Catalent has engineered approximately 200 cell lines for manufacturing monoclonal antibodies, which comprise approximately 80% of the company’s projects. It also has the capacity for GMP manufacture of preclinical batches, as well as material to support Phase I/II. It also conducts process development, develops master cell banks, and conducts scale-up.
Catalent has announced its intention to install a 1,000 liter bioreactor later this year, which will support commercial-scale manufacturing at the Middleton, Wisconsin site.
Thanks to upstream productivity, many smaller contract manufacturers are closing in on commercial manufacturing scales. What is holding many back, says Catalent’s GM, Michael Jenkins, Ph.D., is the ability to achieve the level of cGMP compliance required for commercial production. “It’s still a major barrier for most CMOs. And let’s not forget that we still need to purify those proteins. Downstream operations have a good deal of catching up to do.”

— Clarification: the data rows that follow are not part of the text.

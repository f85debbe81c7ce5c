//! Implementation binding.
//!
//! After optimization every surviving node is bound to an [`ImplementationHandle`]
//! chosen by an [`ImplementationSelector`] from the node's kind and resolved layout. A
//! node the selector refuses cannot be executed, so a refusal aborts the compile with
//! [`Error::BindFailure`](crate::Error::BindFailure).

use std::fmt;

use crate::{
    graph::ProgramNode,
    topology::{Format, PrimitiveKind},
};

/// An opaque reference to a device kernel.
#[derive(Debug, Clone, PartialEq, Eq, Hash)]
pub struct ImplementationHandle {
    /// Kernel name
    pub name: String,
    /// Kind the kernel implements
    pub kind: PrimitiveKind,
    /// Output format the kernel was selected for
    pub format: Format,
}

impl fmt::Display for ImplementationHandle {
    fn fmt(&self, f: &mut fmt::Formatter<'_>) -> fmt::Result {
        f.write_str(&self.name)
    }
}

/// Chooses an implementation per node.
pub trait ImplementationSelector {
    /// Name used in events.
    fn name(&self) -> &'static str;

    /// Implementation for `node`, or `None` if no kernel supports it.
    fn select(&self, node: &ProgramNode) -> Option<ImplementationHandle>;
}

/// Binds every kind except `split` to a reference kernel named `<kind>_<format>_ref`.
#[derive(Debug, Clone, Copy, Default)]
pub struct ReferenceImplementationSelector;

impl ReferenceImplementationSelector {
    /// Creates the selector.
    #[must_use]
    pub fn new() -> Self {
        Self
    }
}

impl ImplementationSelector for ReferenceImplementationSelector {
    fn name(&self) -> &'static str {
        "reference"
    }

    fn select(&self, node: &ProgramNode) -> Option<ImplementationHandle> {
        let kind = node.kind();
        if kind == PrimitiveKind::Split {
            return None;
        }
        let format = node.output_layout()?.format;
        Some(ImplementationHandle {
            name: format!("{kind}_{format}_ref"),
            kind,
            format,
        })
    }
}

#[cfg(test)]
mod tests {
    use std::sync::Arc;

    use super::*;
    use crate::{
        analysis::{calc_processing_order, resolve_layouts},
        graph::GraphStore,
        test::{input, relu},
    };

    #[test]
    fn test_reference_names() {
        let mut graph = GraphStore::new();
        let mut editor = graph.editor();
        let i = editor.get_or_create(Arc::new(input("in")));
        let r = editor.get_or_create(Arc::new(relu("r", "in")));
        editor.add_connection(i, r).unwrap();
        let order = calc_processing_order(&graph).unwrap();
        graph.set_processing_order(order);
        resolve_layouts(&mut graph).unwrap();

        let selector = ReferenceImplementationSelector::new();
        let handle = selector.select(&graph[r]).unwrap();
        assert_eq!(handle.name, "activation_bfyx_ref");
        assert_eq!(handle.kind, PrimitiveKind::Activation);
        assert_eq!(selector.select(&graph[i]).unwrap().to_string(), "input_bfyx_ref");
    }
}
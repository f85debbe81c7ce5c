//! Shared fixtures for unit tests.

use crate::{
    analysis::{calc_processing_order, resolve_layouts},
    compiler::{EventLog, GraphPass, PassContext, PassScheduler},
    config::BuildOptions,
    graph::{GraphStore, NodeId},
    policy::{DeviceLayoutOptimizer, ReferenceConstantsPropagator},
    program::init_graph,
    topology::{
        ActivationFunction, ConvolutionParams, DataType, EltwiseMode, Format, Layout, Primitive,
        Tensor, Topology,
    },
};

use std::sync::Arc;

/// Input of size 1x2x4x4, f32 bfyx.
pub fn input(id: &str) -> Primitive {
    input_with(id, Tensor::new(1, 2, 4, 4))
}

pub fn input_with(id: &str, size: Tensor) -> Primitive {
    Primitive::input(id, Layout::new(DataType::F32, Format::Bfyx, size))
}

/// Data holding `count` values along x.
pub fn data(id: &str, count: i32) -> Primitive {
    data_with(id, Tensor::new(1, 1, count, 1))
}

/// Data of `size` holding 0, 1, 2, ...
pub fn data_with(id: &str, size: Tensor) -> Primitive {
    let layout = Layout::new(DataType::F32, Format::Bfyx, size);
    let values: Vec<f32> = (0..layout.count()).map(|v| v as f32).collect();
    Primitive::data(id, layout, values)
}

/// Plain weights.
pub fn weights(id: &str, size: Tensor) -> Primitive {
    let layout = Layout::new(DataType::F32, Format::Oiyx, size);
    let values = vec![0.5f32; layout.count()];
    Primitive::data(id, layout, values)
}

pub fn relu(id: &str, input: &str) -> Primitive {
    Primitive::activation(id, input, ActivationFunction::Relu)
}

pub fn eltwise_sum(id: &str, inputs: &[&str]) -> Primitive {
    Primitive::eltwise(id, inputs.iter().copied(), EltwiseMode::Sum)
}

/// a -> {b, c} -> d, relu branches summed, d is the output. Ordered and with layouts.
pub fn diamond() -> (GraphStore, [NodeId; 4]) {
    let mut graph = GraphStore::new();
    let mut editor = graph.editor();
    let a = editor.get_or_create(Arc::new(input("a")));
    let b = editor.get_or_create(Arc::new(relu("b", "a")));
    let c = editor.get_or_create(Arc::new(relu("c", "a")));
    let d = editor.get_or_create(Arc::new(eltwise_sum("d", &["b", "c"])));
    editor.connect_unordered(a, b);
    editor.connect_unordered(a, c);
    editor.connect_unordered(b, d);
    editor.connect_unordered(c, d);
    editor.set_output(d, true).unwrap();

    let order = calc_processing_order(&graph).unwrap();
    graph.set_processing_order(order);
    resolve_layouts(&mut graph).unwrap();
    (graph, [a, b, c, d])
}

/// Owns everything a [`PassContext`] borrows.
pub struct TestContext {
    pub options: BuildOptions,
    pub events: EventLog,
    layout_optimizer: DeviceLayoutOptimizer,
    constants: ReferenceConstantsPropagator,
}

impl TestContext {
    pub fn new() -> Self {
        Self::with_options(BuildOptions::default())
    }

    pub fn with_options(options: BuildOptions) -> Self {
        Self {
            options,
            events: EventLog::new(),
            layout_optimizer: DeviceLayoutOptimizer::new(),
            constants: ReferenceConstantsPropagator::new(),
        }
    }

    pub fn ctx(&self) -> PassContext<'_> {
        PassContext {
            options: &self.options,
            events: &self.events,
            layout_optimizer: &self.layout_optimizer,
            constants: &self.constants,
        }
    }
}

pub fn build_graph(topology: &Topology) -> GraphStore {
    init_graph(topology, &BuildOptions::default(), &EventLog::new()).unwrap()
}

/// Runs `pass` the way the scheduler does and checks the graph afterwards.
pub fn run_pass(pass: &dyn GraphPass, graph: &mut GraphStore, fixture: &TestContext) -> bool {
    let changed = pass.run(graph, &fixture.ctx()).unwrap();
    if changed {
        PassScheduler::refresh(graph).unwrap();
    }
    graph.check_integrity().unwrap();
    changed
}

/// `in` -> `conv` with `ofm` output features per group and `split` groups of 2 input
/// features, 3x3 kernels padded by one.
pub fn convolution_topology(ofm: i32, split: u32) -> Topology {
    let groups = split as i32;
    let mut topology = Topology::new();
    topology
        .add(input_with("in", Tensor::new(1, 2 * groups, 4, 4)))
        .unwrap();

    let (weight_ids, bias_ids): (Vec<String>, Vec<String>) = if split == 1 {
        (vec!["w".to_string()], vec!["b".to_string()])
    } else {
        (0..split).map(|i| (format!("w{i}"), format!("b{i}"))).unzip()
    };
    for (w, b) in weight_ids.iter().zip(&bias_ids) {
        topology.add(weights(w, Tensor::new(ofm, 2, 3, 3))).unwrap();
        topology.add(data_with(b, Tensor::new(1, ofm, 1, 1))).unwrap();
    }

    let params = ConvolutionParams {
        input_offset: Tensor::new(0, 0, -1, -1),
        split,
        ..ConvolutionParams::default()
    };
    topology
        .add(Primitive::convolution("conv", "in", weight_ids, bias_ids, params))
        .unwrap();
    topology.add_output("conv");
    topology
}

Bioinvent, which specializes in product development and contract manufacturing of antibody drugs, has three monoclonal antibodies of its own in clinical trials. The company also created a novel library (n-CoDeR™) of fully human antibodies for use by its own scientists and outside organizations.
Dan Andersson, senior business development director, sees important synergies between Bioinvent’s in-house drug development efforts and projects it conducts on behalf of clients. “We use the same technology platform and facilities, and the two aspects of our business go hand-in-hand. We are able to share what we learn from in-house drug development with our clients, which we believe gives us something of an edge. In that respect, we are different from pure-play CMOs.”
From his perspective, Andersson sees disposables as a major trend that improves the capabilities of contract manufacturers. He notes that single-use equipment, which is firmly entrenched upstream, is making inroads into downstream processing, as well.
Years ago, CMOs and contract research organizations spoke freely of partnering with big pharma and biotech, a fact that irritated some large innovator companies. Today, companies seek long-term relationships with contractors to assure the availability of production capacity and capabilities.
“The approach has definitely matured from the client side,” Andersson notes. “Ten years ago they were looking to the next batch, or perhaps two to three years ahead. Now they’re seeking CMOs that can handle their entire clinical program, and prepare the molecule for the commercial stage.”
Andersson is not alone in observing that cell-culture capacity woes, predicted by nearly every observer of the biotech industry, never came to pass. And before long, he says, 20,000 liter bioreactors might become dinosaurs as productivity improves to 10, 20, and 30 g/L, and more processes become amenable to disposable equipment.